Furthermore, according to the semiconductor integrated circuit device according to claim 3, even if manufacturing variations occur between one type of transistor and another type of transistor, at least the threshold voltage required for the input stage of the semiconductor integrated circuit device can be maintained. It is possible to suppress fluctuations in the number of chips, reduce the number of defective chips, and improve yield.

[Brief explanation of drawings]

FIG. 1 is a circuit diagram showing a CMOS inverter used in the first embodiment of the present invention, and FIG. 2 is a circuit diagram showing a CMOS-N inverter used in the first embodiment of the present invention.

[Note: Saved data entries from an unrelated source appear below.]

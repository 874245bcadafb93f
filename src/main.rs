use anyhow::{Context, Result};
use clap::{Parser, Subcommand};
use humansize::{format_size, DECIMAL};
use indicatif::{ProgressBar, ProgressStyle};
use serde::Serialize;
use std::path::PathBuf;
use std::sync::atomic::{AtomicBool, Ordering};
use std::sync::Arc;
use std::time::Duration;
use tracing::{debug, error, info, warn};
use tracing_subscriber::EnvFilter;

use volcat::catalog::{Catalog, EventIngest, HashJob, HashStats, IngestOutcome, ReconcileReport};
use volcat::config::Config;
use volcat::scan::{ScanStats, Scanner};
use volcat::watch::{EventDebouncer, EventTranslator, VolumeWatcher};

#[derive(Parser, Debug)]
#[command(name = "volcat")]
#[command(about = "Catalog files across volumes, track content hashes and duplicates", long_about = None)]
struct Cli {
    /// Debug logging (RUST_LOG overrides)
    #[arg(short, long, global = true)]
    verbose: bool,

    /// Configuration file (TOML)
    #[arg(long, global = true)]
    config: Option<PathBuf>,

    /// Print the run summary as JSON
    #[arg(long, global = true)]
    json: bool,

    #[command(subcommand)]
    command: Commands,
}

#[derive(Subcommand, Debug)]
enum Commands {
    /// Scan every volume, reconcile the catalog, then hash
    Scan {
        /// Stop after reconciling
        #[arg(long)]
        no_hash: bool,
    },
    /// Hash new and changed files, then recount duplicates
    Hash,
    /// Recount duplicates per directory
    Dups,
    /// Apply live filesystem changes until interrupted
    Watch,
}

#[derive(Debug, Default, Serialize)]
struct Summary {
    #[serde(skip_serializing_if = "Option::is_none")]
    scan: Option<ScanStats>,
    #[serde(skip_serializing_if = "Option::is_none")]
    files: Option<ReconcileReport>,
    #[serde(skip_serializing_if = "Option::is_none")]
    dirs: Option<ReconcileReport>,
    #[serde(skip_serializing_if = "Option::is_none")]
    hash: Option<HashStats>,
    #[serde(skip_serializing_if = "Option::is_none")]
    dirs_recounted: Option<u64>,
}

fn main() -> Result<()> {
    let cli = Cli::parse();
    init_tracing(cli.verbose);

    let config = Config::load(cli.config.as_deref())?;
    let mut catalog = Catalog::open(&config.database)
        .with_context(|| format!("Failed to open catalog {}", config.database.display()))?;
    info!(database = %config.database.display(), "catalog opened");

    let stop = Arc::new(AtomicBool::new(false));
    let stop_handler = stop.clone();
    ctrlc::set_handler(move || {
        info!("interrupt received, stopping");
        stop_handler.store(true, Ordering::Relaxed);
    })
    .context("Failed to install interrupt handler")?;

    let summary = match cli.command {
        Commands::Scan { no_hash } => run_scan(&mut catalog, &config, no_hash, cli.json, &stop)?,
        Commands::Hash => Summary {
            hash: Some(run_hash(&mut catalog, &config, cli.json, &stop)?),
            ..Summary::default()
        },
        Commands::Dups => Summary {
            dirs_recounted: Some(catalog.recompute_duplicate_counts()?),
            ..Summary::default()
        },
        Commands::Watch => return run_watch(&mut catalog, &config, &stop),
    };

    print_summary(&summary, cli.json)
}

fn init_tracing(verbose: bool) {
    let default_level = if verbose { "debug" } else { "info" };
    let env_filter =
        EnvFilter::try_from_default_env().unwrap_or_else(|_| EnvFilter::new(default_level));
    tracing_subscriber::fmt()
        .with_env_filter(env_filter)
        .with_writer(std::io::stderr)
        .init();
}

fn run_scan(
    catalog: &mut Catalog,
    config: &Config,
    no_hash: bool,
    json: bool,
    stop: &Arc<AtomicBool>,
) -> Result<Summary> {
    let scanner = Scanner::new()
        .with_denylist(config.denylist.clone())
        .with_exclude(config.exclude_patterns()?);
    let (listing, scan_stats) = scanner.scan(&config.volumes);

    // Files first so directory counts see the current file set
    let files = catalog.reconcile(&listing.files).context("Failed to reconcile files")?;
    let dirs = catalog.reconcile(&listing.dirs).context("Failed to reconcile directories")?;

    let hash = if no_hash {
        None
    } else {
        Some(run_hash(catalog, config, json, stop)?)
    };

    Ok(Summary {
        scan: Some(scan_stats),
        files: Some(files),
        dirs: Some(dirs),
        hash,
        dirs_recounted: None,
    })
}

fn run_hash(
    catalog: &mut Catalog,
    config: &Config,
    json: bool,
    stop: &Arc<AtomicBool>,
) -> Result<HashStats> {
    let pb = if json {
        ProgressBar::hidden()
    } else {
        ProgressBar::new_spinner()
    };
    pb.set_style(
        ProgressStyle::default_spinner()
            .template("[{elapsed_precise}] {spinner} Hashing: {msg}")
            .context("Invalid progress template")?,
    );
    pb.enable_steady_tick(Duration::from_millis(200));

    let pb_callback = pb.clone();
    let job = HashJob::new()
        .with_limit(config.hash.select_limit)
        .with_flush_interval(config.hash.flush_interval())
        .with_flush_max_items(config.hash.flush_max_items)
        .with_stop_flag(stop.clone())
        .with_progress_callback(move |stats| {
            pb_callback.set_message(format!(
                "{} hashed ({}), {} failed, {} vanished, {} saved",
                stats.hashed,
                format_size(stats.bytes_hashed, DECIMAL),
                stats.failed,
                stats.skipped,
                stats.saved
            ));
        });

    let stats = job.run(catalog).context("Hash run failed")?;
    pb.finish_and_clear();
    Ok(stats)
}

fn run_watch(catalog: &mut Catalog, config: &Config, stop: &AtomicBool) -> Result<()> {
    let exclude = config.exclude_patterns()?;
    let translator = EventTranslator::new(&config.volumes)
        .with_denylist(config.denylist.clone())
        .with_exclude(exclude.clone());
    let mut watcher = VolumeWatcher::new(translator)?;
    if watcher.watched_paths().is_empty() {
        anyhow::bail!("No volume could be watched");
    }
    info!(volumes = watcher.watched_paths().len(), "watching for changes");

    let mut ingest = EventIngest::new(catalog, exclude);
    let mut debouncer = EventDebouncer::default_window();
    while !stop.load(Ordering::Relaxed) {
        let Some(changes) = watcher.next_changes(Duration::from_secs(1)) else {
            break;
        };
        for change in debouncer.filter(changes) {
            let key = change.key().clone();
            match ingest.apply(change) {
                Ok(IngestOutcome::Applied) => {}
                Ok(outcome) => debug!(key = %key, ?outcome, "change ignored"),
                // One bad event must not stop the stream
                Err(e) if e.is_store() => error!(key = %key, error = %e, "catalog write failed"),
                Err(e) => warn!(key = %key, error = %e, "failed to apply change"),
            }
        }
    }
    info!("watcher stopped");
    Ok(())
}

fn print_summary(summary: &Summary, json: bool) -> Result<()> {
    if json {
        println!("{}", serde_json::to_string_pretty(summary)?);
        return Ok(());
    }

    if let Some(scan) = &summary.scan {
        println!(
            "Scanned {} volume(s): {} files, {} dirs, {} in {:.1}s ({} errors, {} volume(s) missing)",
            scan.volumes_scanned,
            scan.files,
            scan.dirs,
            format_size(scan.total_bytes, DECIMAL),
            scan.duration.as_secs_f64(),
            scan.errors,
            scan.volumes_missing
        );
        if !scan.incomplete_volumes.is_empty() {
            println!(
                "Left unchanged after walk errors: {}",
                scan.incomplete_volumes.join(", ")
            );
        }
    }
    for (label, report) in [("Files", &summary.files), ("Dirs", &summary.dirs)] {
        if let Some(report) = report {
            println!(
                "{label}: {} inserted, {} updated, {} deleted, {} flagged for rehash",
                report.inserted, report.updated, report.deleted, report.rehash_flagged
            );
        }
    }
    if let Some(hash) = &summary.hash {
        println!(
            "Hashed {} file(s) ({}), {} failed, {} vanished, {} saved, {} dir count(s) changed{}",
            hash.hashed,
            format_size(hash.bytes_hashed, DECIMAL),
            hash.failed,
            hash.skipped,
            hash.saved,
            hash.dirs_recounted,
            if hash.interrupted { " (interrupted)" } else { "" }
        );
    }
    if let Some(recounted) = summary.dirs_recounted {
        println!("Duplicate counts changed for {recounted} dir(s)");
    }
    Ok(())
}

FIG. 3 is a circuit diagram showing the essential parts of the second embodiment of the present invention; FIG. 4 is a circuit diagram showing the NMOS inverter used in the third embodiment of the present invention; The figure shows NMO3-N used in the third embodiment of the present invention.

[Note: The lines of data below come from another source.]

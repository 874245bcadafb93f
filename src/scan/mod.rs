//! Volume scanning.
//!
//! Produces the full listing of files and directories under each volume so
//! the catalog can be reconciled against it.

pub mod scanner;

pub use scanner::{ScanListing, ScanStats, Scanner};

A circuit diagram showing an AND circuit, FIG. 6 is a circuit diagram showing a PMOS inverter used in the fourth embodiment of the present invention, and FIG. 7 is a circuit diagram showing a PMOS inverter used in the fourth embodiment of the present invention.

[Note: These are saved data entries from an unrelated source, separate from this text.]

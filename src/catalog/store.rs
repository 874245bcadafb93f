// Catalog store
// One SQLite connection per driver; every write runs in its own immediate transaction

use rusqlite::{params, Connection, OptionalExtension, Row, Transaction, TransactionBehavior};
use std::fs;
use std::path::{Path, PathBuf};
use std::time::Duration;
use tracing::debug;

use super::entry::{from_unix_seconds, DirEntry, Entry, EntryKey, EntryKind, FileEntry, Metadata};
use super::error::{CatalogError, Result};
use super::schema;

pub(crate) const FILE_COLUMNS: &str =
    "volume, path, parent, size, ctime, mtime, atime, content_hash, rehash_pending";
pub(crate) const DIR_COLUMNS: &str = "volume, path, parent, size, ctime, mtime, atime, dup_count";

/// Insert a file, or refresh its metadata and flag a rehash when size or
/// mtime moved. The stored hash is never touched here.
pub(crate) const UPSERT_FILE: &str = "
    INSERT INTO files (volume, path, parent, size, ctime, mtime, atime, content_hash, rehash_pending)
    VALUES (?1, ?2, ?3, ?4, ?5, ?6, ?7, NULL, 0)
    ON CONFLICT (volume, path) DO UPDATE SET
        parent = excluded.parent,
        size = excluded.size,
        ctime = excluded.ctime,
        mtime = excluded.mtime,
        atime = excluded.atime,
        rehash_pending = CASE
            WHEN files.size IS NOT excluded.size OR files.mtime IS NOT excluded.mtime THEN 1
            ELSE files.rehash_pending
        END";

pub(crate) const UPSERT_DIR: &str = "
    INSERT INTO dirs (volume, path, parent, size, ctime, mtime, atime, dup_count)
    VALUES (?1, ?2, ?3, ?4, ?5, ?6, ?7, NULL)
    ON CONFLICT (volume, path) DO UPDATE SET
        parent = excluded.parent,
        size = excluded.size,
        ctime = excluded.ctime,
        mtime = excluded.mtime,
        atime = excluded.atime";

/// Persisted catalog of files and directories across volumes.
pub struct Catalog {
    pub(crate) conn: Connection,
    location: Option<PathBuf>,
}

impl std::fmt::Debug for Catalog {
    fn fmt(&self, f: &mut std::fmt::Formatter<'_>) -> std::fmt::Result {
        f.debug_struct("Catalog")
            .field("location", &self.location)
            .finish()
    }
}

impl Catalog {
    /// Open (creating if needed) the catalog database at `path`.
    pub fn open(path: &Path) -> Result<Self> {
        if let Some(dir) = path.parent().filter(|d| !d.as_os_str().is_empty()) {
            fs::create_dir_all(dir).map_err(|e| CatalogError::Io {
                path: dir.to_path_buf(),
                operation: "creating catalog directory",
                source: e,
            })?;
        }
        let conn = Connection::open(path)?;
        conn.pragma_update(None, "journal_mode", "WAL")?;
        let mut catalog = Self::from_connection(conn)?;
        catalog.location = Some(path.to_path_buf());
        debug!(path = %path.display(), "catalog opened");
        Ok(catalog)
    }

    /// Open a private in-memory catalog.
    pub fn open_in_memory() -> Result<Self> {
        Self::from_connection(Connection::open_in_memory()?)
    }

    fn from_connection(conn: Connection) -> Result<Self> {
        conn.busy_timeout(Duration::from_secs(10))?;
        schema::init_schema(&conn)?;
        Ok(Self {
            conn,
            location: None,
        })
    }

    /// Database file backing this catalog, if any.
    pub fn location(&self) -> Option<&Path> {
        self.location.as_deref()
    }

    /// Run `f` in an immediate transaction; any error rolls everything back.
    pub(crate) fn with_immediate_tx<T, F>(&mut self, f: F) -> Result<T>
    where
        F: FnOnce(&Transaction<'_>) -> Result<T>,
    {
        let tx = self
            .conn
            .transaction_with_behavior(TransactionBehavior::Immediate)?;
        let result = f(&tx)?;
        tx.commit()?;
        Ok(result)
    }

    pub fn table_names(&self) -> Result<Vec<String>> {
        Ok(schema::table_names(&self.conn)?)
    }

    pub fn get_file(&self, key: &EntryKey) -> Result<Option<FileEntry>> {
        let sql = format!("SELECT {FILE_COLUMNS} FROM files WHERE volume = ?1 AND path = ?2");
        let file = self
            .conn
            .prepare_cached(&sql)?
            .query_row(params![key.volume, key.path], file_from_row)
            .optional()?;
        Ok(file)
    }

    pub fn get_dir(&self, key: &EntryKey) -> Result<Option<DirEntry>> {
        let sql = format!("SELECT {DIR_COLUMNS} FROM dirs WHERE volume = ?1 AND path = ?2");
        let dir = self
            .conn
            .prepare_cached(&sql)?
            .query_row(params![key.volume, key.path], dir_from_row)
            .optional()?;
        Ok(dir)
    }

    /// Look up an entry of a known kind.
    pub fn get(&self, kind: EntryKind, key: &EntryKey) -> Result<Option<Entry>> {
        Ok(match kind {
            EntryKind::File => self.get_file(key)?.map(Entry::File),
            EntryKind::Directory => self.get_dir(key)?.map(Entry::Directory),
        })
    }

    /// Every file in a volume, ordered by path.
    pub fn files_in_volume(&self, volume: &str) -> Result<Vec<FileEntry>> {
        let sql = format!("SELECT {FILE_COLUMNS} FROM files WHERE volume = ?1 ORDER BY path");
        let mut stmt = self.conn.prepare_cached(&sql)?;
        let files = stmt
            .query_map(params![volume], file_from_row)?
            .collect::<rusqlite::Result<Vec<_>>>()?;
        Ok(files)
    }

    /// Every directory in a volume, ordered by path.
    pub fn dirs_in_volume(&self, volume: &str) -> Result<Vec<DirEntry>> {
        let sql = format!("SELECT {DIR_COLUMNS} FROM dirs WHERE volume = ?1 ORDER BY path");
        let mut stmt = self.conn.prepare_cached(&sql)?;
        let dirs = stmt
            .query_map(params![volume], dir_from_row)?
            .collect::<rusqlite::Result<Vec<_>>>()?;
        Ok(dirs)
    }

    pub fn count(&self, kind: EntryKind) -> Result<u64> {
        let sql = format!("SELECT COUNT(*) FROM {}", kind.table());
        let count: i64 = self.conn.query_row(&sql, [], |row| row.get(0))?;
        Ok(count as u64)
    }

    /// Insert or refresh a single entry in its own transaction.
    pub fn upsert_entry(&mut self, entry: &Entry) -> Result<()> {
        self.with_immediate_tx(|tx| upsert_entry_tx(tx, entry))
    }

    /// Remove an entry; directories take their catalogued descendants with
    /// them. Deleting an unknown key is a no-op and returns `false`.
    pub fn delete_entry(&mut self, kind: EntryKind, key: &EntryKey) -> Result<bool> {
        self.with_immediate_tx(|tx| delete_entry_tx(tx, kind, key))
    }
}

pub(crate) fn upsert_entry_tx(tx: &Transaction<'_>, entry: &Entry) -> Result<()> {
    let (sql, key, parent, meta) = match entry {
        Entry::File(file) => (UPSERT_FILE, &file.key, &file.parent, &file.meta),
        Entry::Directory(dir) => (UPSERT_DIR, &dir.key, &dir.parent, &dir.meta),
    };
    tx.prepare_cached(sql)?.execute(params![
        key.volume,
        key.path,
        parent,
        size_to_sql(meta.size),
        meta.ctime.timestamp(),
        meta.mtime.timestamp(),
        meta.atime.timestamp(),
    ])?;
    Ok(())
}

pub(crate) fn delete_entry_tx(tx: &Transaction<'_>, kind: EntryKind, key: &EntryKey) -> Result<bool> {
    let sql = format!("DELETE FROM {} WHERE volume = ?1 AND path = ?2", kind.table());
    let removed = tx.prepare_cached(&sql)?.execute(params![key.volume, key.path])?;

    if kind == EntryKind::Directory && !key.path.is_empty() {
        let prefix = descendant_prefix(&key.path);
        let mut below = 0;
        for table in ["files", "dirs"] {
            let sql = format!(
                "DELETE FROM {table} WHERE volume = ?1 AND substr(path, 1, length(?2)) = ?2"
            );
            below += tx.prepare_cached(&sql)?.execute(params![key.volume, prefix])?;
        }
        if below > 0 {
            debug!(key = %key, descendants = below, "removed directory contents");
        }
    }
    Ok(removed > 0)
}

/// Path prefix shared by every descendant of `path`.
pub(crate) fn descendant_prefix(path: &str) -> String {
    if path.is_empty() {
        String::new()
    } else {
        format!("{path}/")
    }
}

pub(crate) fn size_to_sql(size: u64) -> i64 {
    i64::try_from(size).unwrap_or(i64::MAX)
}

fn metadata_from_row(row: &Row<'_>) -> rusqlite::Result<Metadata> {
    let size: Option<i64> = row.get(3)?;
    let ctime: Option<i64> = row.get(4)?;
    let mtime: Option<i64> = row.get(5)?;
    let atime: Option<i64> = row.get(6)?;
    Ok(Metadata {
        size: size.unwrap_or(0).max(0) as u64,
        ctime: from_unix_seconds(ctime.unwrap_or(0)),
        mtime: from_unix_seconds(mtime.unwrap_or(0)),
        atime: from_unix_seconds(atime.unwrap_or(0)),
    })
}

/// Decode a row selected with [`FILE_COLUMNS`].
pub(crate) fn file_from_row(row: &Row<'_>) -> rusqlite::Result<FileEntry> {
    let rehash: Option<bool> = row.get(8)?;
    Ok(FileEntry {
        key: EntryKey::new(row.get::<_, String>(0)?, row.get::<_, String>(1)?),
        parent: row.get::<_, Option<String>>(2)?.unwrap_or_default(),
        meta: metadata_from_row(row)?,
        content_hash: row.get(7)?,
        rehash_pending: rehash.unwrap_or(false),
    })
}

/// Decode a row selected with [`DIR_COLUMNS`].
pub(crate) fn dir_from_row(row: &Row<'_>) -> rusqlite::Result<DirEntry> {
    let count: Option<i64> = row.get(7)?;
    Ok(DirEntry {
        key: EntryKey::new(row.get::<_, String>(0)?, row.get::<_, String>(1)?),
        parent: row.get::<_, Option<String>>(2)?.unwrap_or_default(),
        meta: metadata_from_row(row)?,
        duplicate_count: count.map(|c| c.max(0) as u32),
    })
}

A circuit diagram showing an AND circuit, FIG. 8 is a circuit diagram showing a CMOS inverter used in the fifth embodiment of the present invention, and FIG. 9 is a circuit diagram showing an NMOS inverter used in the sixth embodiment of the present invention. , FIG. 10 is a circuit diagram showing a PMOS inverter used in the seventh embodiment of the present invention, FIG. 11 is a circuit diagram showing a conventional CMOS inverter, FIG. 12 is a circuit diagram showing a conventional NMOS inverter, Fig. 13 is a circuit diagram showing a conventional PMOS inverter, Fig. 14 is a circuit diagram showing a conventional CMOS-NAND circuit, Fig. 15 is a circuit diagram showing a conventional NMO3-NAND circuit, and Fig. 16 is a circuit diagram showing a conventional PMOS-NAND circuit. FIG. 2 is a circuit diagram showing a NAND circuit. CMOS-NAND circuit used in the first embodiment Figure 2 Main part of the second embodiment Figure 3 NMOS NAND circuit used in the third embodiment PMO3-NAND circuit used in the fourth embodiment Fifth CMOS inverter used in the embodiment Figure 8 NMOS inverter used in the sixth embodiment Figure 9 PMOS inverter used in the seventh embodiment Figure 10 Conventional CMOS inverter Figure 11 Conventional NMOS inverter 12 Figure Conventional PMOS inverter Figure 13

Claims (2)

[Claims] (1) Between one voltage source and the other voltage source, a drive circuit section consisting of one type of MOS transistor, a first load circuit section consisting of another type of MOS transistor, and a first load circuit section consisting of one type of MOS transistor. A semiconductor integrated circuit device comprising a logic gate formed by hierarchically connecting a second load circuit section made of MOS transistors. (2) Between one voltage source and the other voltage source, a drive circuit section consisting of one type of MOS transistor, a first load circuit section consisting of another type of MOS transistor, and a first load circuit section consisting of one type of MOS transistor. MOS transistors and other types of M
A semiconductor integrated circuit device comprising a logic gate formed by hierarchically connecting a second load circuit section consisting of a parallel circuit of OS transistors.